From The Denver Channel. Feb 7, 2012:
Colorado Cities Make Terrorism ‘Hot Spot’ List
DENVER — Denver and Boulder counties and Littleton are included in a list of historic terrorism “hot spots” in the United States.
Yet, because the study doesn’t include foiled terrorism plots, it doesn’t list highly publicized arrests of individuals, like Najibullah Zazi, the Aurora airport shuttle driver convicted in a 2009 plan to use suicide bombers to attack the New York City subway, or Jamie “Jihad Jamie” Paulin-Ramirez, a pregnant Leadville mother arrested in Ireland in an alleged 2010 plot to kill a Swedish cartoonist whose work offended Muslims.
The study, Hot Spots of Terrorism and Other Crimes in the United States: 1970 to 2008, was released last week by the University of Maryland’s National Consortium for the Study of Terrorism and Responses to Terrorism.
The study covering four decades categorizes attacks by ideological motivation, including attackers driven by left- and right-wing, religious, single-issue and ethno-nationalist/separatist agendas.
A majority of Denver’s 25 terrorism incidents occurred during the turbulent 1970s, including a 1975 bombing of the U.S. Security and Exchange Commission office by a shadowy leftist group, the Continental Revolutionary Army, that injured four people.
To explore individual Colorado terrorist attacks, search the Global Terrorism Database.
The only fatal Denver attack was the 1984 assassination of Jewish radio talk-show host Alan Berg by white supremacists.
In the current decade, all four Denver area attacks were environmentally motivated, including a 2010 arson fire that destroyed the Sheepskin Factory in Glendale and a string of arson attacks on sport utility vehicles in 2007.

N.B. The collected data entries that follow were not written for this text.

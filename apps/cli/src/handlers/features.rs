use crate::args::{FeaturesArgs, OutputFormat};
use anyhow::{Context, Result};
use uni::define::get_features;
use uni::domain::options::ProjectOptions;
use uni::kernel::config::load_config;

/// Resolves the project's features and prints their defines to stdout.
///
/// Options are layered: config file, then `UNI__*` environment, then flags.
///
/// # Errors
/// Returns an error if the options cannot be loaded or feature resolution fails.
pub fn print_features(args: &FeaturesArgs) -> Result<()> {
    let mut options: ProjectOptions =
        load_config(args.config.as_deref()).context("Failed to load project options")?;

    if let Some(input_dir) = &args.input_dir {
        options.input_dir.clone_from(input_dir);
    }
    if let Some(platform) = args.platform {
        options.platform = platform;
    }

    let defines = get_features(&options, args.build_command)
        .with_context(|| format!("Failed to resolve features of {}", options.input_dir.display()))?
        .defines();

    match args.format {
        OutputFormat::Json => println!("{}", serde_json::to_string_pretty(&defines)?),
        OutputFormat::Define => {
            for (name, value) in defines.iter() {
                println!("{name}={value}");
            }
        },
    }

    Ok(())
}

Seven of the 10 total terrorist attacks in Boulder County were bombings and an arson fire committed by leftist groups in the 1970s.
The most recent incident was the 2000 torching of a $2.5 million Niwot mansion, in which the Earth Liberation Front claimed responsibility.
The deadliest terrorist attack in Colorado was the 1999 Columbine High School shootings in Littleton, in which two students killed 12 other students and a teacher and wounded 24 others before committing suicide.